When I was a child my mother was keen on bringing us to every small town museum she could find, The Lobster Museum in Kittery Point, Maine, the Birch Tree Forest Museum in the White Mountains, Vermont – and some of them were quite surreal in their use of mannequins and taxidermy. The museum with the most sinister theatrical memory was a rather musty one in Fremont, Nebraska: “The American Indian in the American West” . It had a grouping of “American Indians” (this was before the term “Native Americans” or the discovery that Indians had tribes or nations of their own), anyway, the Indians looked very much like suburban neighbors who were dressed up in bad fitting leather outfits and they were lumped around a glassy eyed buffalo that they had apparently just killed (it looked like a moth eaten buffalo sofa with bent arrows coming out of it).  There was the square jawed Indian Chief with the Eagle feather headress, and the sullen young Indian brother, and the Indian Mom with a fake looking papoose on her back who was cleaning up the buffalo blood on the floor.  The caption read something to the effect of: “…here the Indian family are dressing one of the last of the buffalo, which were soon to be extinct on the plains of Nebraska….”

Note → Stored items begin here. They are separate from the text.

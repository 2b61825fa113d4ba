use std::{
    future::IntoFuture as _,
    io,
    sync::{Arc, OnceLock},
    time,
};

use application::{api, graphql, subscriptions, Args, Config};
use axum::{
    extract::MatchedPath,
    routing::{get, on, MethodFilter},
    Extension, Router,
};
use axum_client_ip::InsecureClientIp;
use futures::{future, TryFutureExt as _};
use service::{
    infra::{postgres, Postgres},
    Service,
};
use tokio::net::TcpListener;
use tower_http::{cors::CorsLayer, trace::TraceLayer};
use tracing as log;
use tracing_subscriber::{
    filter::filter_fn,
    layer::{Layer as _, SubscriberExt as _},
    util::SubscriberInitExt as _,
};

const STDERR_LEVELS: &[log::Level] = &[log::Level::WARN, log::Level::ERROR];

static LOG_LEVEL: OnceLock<log::Level> = OnceLock::new();

postgres::embed_migrations!("../migrations");

#[tokio::main]
async fn main() {
    tracing_subscriber::registry()
        .with(
            tracing_subscriber::fmt::layer()
                .compact()
                .with_ansi(true)
                .with_thread_names(true)
                .with_writer(io::stdout)
                .with_filter(filter_fn(|meta| {
                    meta.is_span()
                        || (!STDERR_LEVELS.contains(meta.level()))
                            && LOG_LEVEL
                                .get()
                                .copied()
                                .unwrap_or(log::Level::INFO)
                                >= *meta.level()
                })),
        )
        .with(
            tracing_subscriber::fmt::layer()
                .compact()
                .with_ansi(true)
                .with_thread_names(true)
                .with_writer(io::stderr)
                .with_filter(filter_fn(|meta| {
                    meta.is_span()
                        || (STDERR_LEVELS.contains(meta.level()))
                            && LOG_LEVEL
                                .get()
                                .copied()
                                .unwrap_or(log::Level::INFO)
                                >= *meta.level()
                })),
        )
        .init();

    _ = start().await;
}

async fn start() -> Result<(), ()> {
    let Args { config } = Args::parse().map_err(|e| {
        log::error!("failed to parse command line arguments: {e}");
    })?;

    let Config {
        postgres,
        service,
        server,
        log,
    } = Config::new(config).map_err(|e| {
        log::error!("failed to load `Config`: {e}");
    })?;

    LOG_LEVEL
        .set(log.level.into())
        .unwrap_or_else(|_| unreachable!("first initialization"));

    let postgres_config = postgres.into();
    let mut postgres = Postgres::new(&postgres_config).map_err(|e| {
        log::error!("failed to initialize `Postgres` client: {e}");
    })?;

    migrations::runner()
        .run_async(&mut postgres)
        .await
        .map_err(|e| {
            log::error!("failed to run database migrations: {e}");
        })?;

    let (service, background) = Service::new(service.into(), postgres);

    let schema = api::Schema::new(api::Query, api::Mutation, api::Subscription);

    let mut cors = CorsLayer::new()
        .allow_methods([
            http::Method::GET,
            http::Method::OPTIONS,
            http::Method::POST,
        ])
        .allow_headers([
            http::header::AUTHORIZATION,
            http::header::CONTENT_TYPE,
        ]);
    for origin in server.cors.origins {
        cors = cors.allow_origin(
            origin.parse::<http::header::HeaderValue>().map_err(|e| {
                log::error!("`{origin}` is not current CORS origin: {e}");
            })?,
        );
    }

    let app = Router::new()
        .route(
            "/graphql",
            on(MethodFilter::GET.or(MethodFilter::POST), graphql),
        )
        .route("/subscriptions", get(subscriptions))
        .layer(Extension(Arc::new(schema)))
        .layer(Extension(service))
        .layer(cors)
        .layer(
            TraceLayer::new_for_http()
                .make_span_with(|r: &http::Request<_>| {
                    tracing::info_span!(
                        "HTTP request",
                        http.client_ip = InsecureClientIp::from(
                            r.headers(),
                            r.extensions()
                        )
                            .map(|ip| ip.0.to_string())
                            .ok(),
                        http.flavor = ?r.version(),
                        http.host = r.uri().host(),
                        http.method = r.method().as_str(),
                        http.route = r
                            .extensions()
                            .get::<MatchedPath>()
                            .map(MatchedPath::as_str),
                        http.scheme = r
                            .uri()
                            .scheme()
                            .map(http::uri::Scheme::as_str),
                        http.target = r
                            .uri()
                            .path_and_query()
                            .map(http::uri::PathAndQuery::as_str),
                        http.user_agent = r
                            .headers()
                            .get("User-Agent")
                            .and_then(|h| h.to_str().ok()),
                        http.status_code = tracing::field::Empty,
                    )
                })
                .on_response(
                    |r: &http::Response<_>,
                     dur: time::Duration,
                     span: &tracing::Span| {
                        span.record(
                            "http.status_code",
                            tracing::field::display(r.status().as_u16()),
                        );

                        if r.status().is_server_error()
                            || r.status().is_client_error()
                        {
                            tracing::error!(
                                duration = format!("{}ms", dur.as_millis()),
                            );
                        } else {
                            tracing::info!(
                                duration = format!("{}ms", dur.as_millis()),
                            );
                        }
                    },
                ),
        );

    let listener = TcpListener::bind((server.host.clone(), server.port))
        .await
        .map_err(|e| {
            log::error!(
                "failed to listen on `{}:{}`: {e}",
                server.host,
                server.port,
            );
        })?;

    log::info!("listening on `{}:{}`", server.host, server.port);

    let serve = axum::serve(listener, app);

    future::try_join(
        serve
            .into_future()
            .map_err(|e| log::error!("webserver failed: {e}")),
        background.into_future().map_err(|e| {
            log::error!("background task failed: {e}");
        }),
    )
    .await
    .map(drop)
}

This exhibit really confused me. The Indians really didn’t look like Indians, they looked like white people with smudged dirt make up on, and the buffalo didn’t look dead, except for the glassy eye part, and I didn’t realize that buffalo were already extinct. I thought we saw one at Six Flags Over Texas the summer before. I didn’t quite get the distinction that they would soon be, perhaps, extinct on the plains of Nebraska. And I didn’t understand why they would be dressing a dead buffalo – (if he was dead, why would he need clothes on him?) – but when you’re nine years old and you know everything, you don’t ask questions.

So anyway, this really does bring me back to mannequins. The idea that they represent an idea – especially in theatre – as characters take shape in the time/place/class that they inhabit. I went to see the new costume exhibit at LACMA at the newly opened Resnick Exhibit this past weekend. The daring of these clothes really sparked my imagination – the curious nature of the each generation’s idea of the ideal form. It was inspiring. Especially the feathers in the hair.